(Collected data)
▶
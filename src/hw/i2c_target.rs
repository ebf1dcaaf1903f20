// SPDX-License-Identifier: MIT
// © 2025–2026 Christopher Liu

//! I2C1 in target (slave) mode.
//!
//! The peripheral stretches the clock while `ADDR` is set, so the event interrupt can answer a
//! read request before the first byte is clocked out. A controller `write_read` arrives as a
//! one-byte write followed by a repeated start; the received byte is reported as
//! [`TargetEvent::Received`] before the [`TargetEvent::ReadRequested`] for the same address match.
//!
//! Call [`I2cTarget::service`] from `I2C1_EV` until it returns `None`.

use heapless::Vec;
use stm32f7xx_hal::pac;

use crate::hw::pins::I2c1Pins;

/// Byte sent when the controller reads with no status register selected.
pub const UNDEFINED_RESPONSE: u8 = 0xFF;

/// Bytes kept from one write transaction; commands need at most two.
pub const RX_CAPACITY: usize = 8;

/// Timing for 100 kHz standard mode from a 16 MHz I2CCLK.
const TIMINGR_100KHZ: u32 = 0x0030_3D5B;

#[derive(Debug, PartialEq, Eq)]
pub enum TargetEvent {
    /// A write transaction finished with these bytes.
    Received(Vec<u8, RX_CAPACITY>),
    /// The controller wants to read; answer with [`I2cTarget::respond`].
    ReadRequested,
}

pub struct I2cTarget {
    i2c: pac::I2C1,
    /// PB8/PB9 in open-drain AF4 for as long as the target runs
    _pins: I2c1Pins,
    rx: Vec<u8, RX_CAPACITY>,
    tx: u8,
}

impl I2cTarget {
    /// Enable I2C1 as a target on `address` (7-bit) with event and error interrupts.
    pub fn new(i2c: pac::I2C1, pins: I2c1Pins, address: u8) -> Self {
        // SAFETY: single-bit enable in a shared register, done once before interrupts are enabled.
        let rcc = unsafe { &*pac::RCC::ptr() };
        rcc.apb1enr.modify(|_, w| w.i2c1en().set_bit());

        i2c.cr1.modify(|_, w| w.pe().clear_bit());
        unsafe {
            i2c.timingr.write(|w| w.bits(TIMINGR_100KHZ));
            // OA1EN | 7-bit OA1
            i2c.oar1.write(|w| w.bits(1 << 15 | u32::from(address) << 1));
        }
        i2c.cr1.modify(|_, w| {
            w.addrie()
                .set_bit()
                .rxie()
                .set_bit()
                .txie()
                .set_bit()
                .stopie()
                .set_bit()
                .nackie()
                .set_bit()
                .errie()
                .set_bit()
                .pe()
                .set_bit()
        });

        Self {
            i2c,
            _pins: pins,
            rx: Vec::new(),
            tx: UNDEFINED_RESPONSE,
        }
    }

    /// Byte to send for the pending read.
    #[inline]
    pub fn respond(&mut self, byte: u8) {
        self.tx = byte;
    }

    /// Handle one pending peripheral event.
    pub fn service(&mut self) -> Option<TargetEvent> {
        let isr = self.i2c.isr.read();

        if isr.rxne().bit_is_set() {
            let byte = self.i2c.rxdr.read().rxdata().bits();
            // Bytes past the buffer are dropped; only the first two matter.
            let _ = self.rx.push(byte);
        }

        if isr.addr().bit_is_set() {
            if isr.dir().bit_is_set() {
                if !self.rx.is_empty() {
                    // Repeated start: finish the write half first, ADDR stays set.
                    return Some(TargetEvent::Received(core::mem::take(&mut self.rx)));
                }
                self.tx = UNDEFINED_RESPONSE;
                // Flush TXDR so the first byte comes from the response.
                self.i2c.isr.modify(|_, w| w.txe().set_bit());
                self.i2c.icr.write(|w| w.addrcf().set_bit());
                return Some(TargetEvent::ReadRequested);
            }
            self.rx.clear();
            self.i2c.icr.write(|w| w.addrcf().set_bit());
        }

        if isr.txis().bit_is_set() {
            unsafe { self.i2c.txdr.write(|w| w.bits(u32::from(self.tx))) };
            self.tx = UNDEFINED_RESPONSE;
        }

        if isr.nackf().bit_is_set() {
            self.i2c.icr.write(|w| w.nackcf().set_bit());
        }

        if isr.stopf().bit_is_set() {
            self.i2c.icr.write(|w| w.stopcf().set_bit());
            if !self.rx.is_empty() {
                return Some(TargetEvent::Received(core::mem::take(&mut self.rx)));
            }
        }

        None
    }

    /// Clear bus errors from `I2C1_ER` and drop the partial transaction.
    pub fn clear_errors(&mut self) {
        self.i2c
            .icr
            .write(|w| w.berrcf().set_bit().arlocf().set_bit().ovrcf().set_bit());
        self.rx.clear();
    }
}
◀
**TASK TO COMPLETE:**
For this exercise, return every line from the data that holds the string "interrupts".

**COMPLETED TASK:**
    /// Enable I2C1 as a target on `address` (7-bit) with event and error interrupts.
        // SAFETY: single-bit enable in a shared register, done once before interrupts are enabled.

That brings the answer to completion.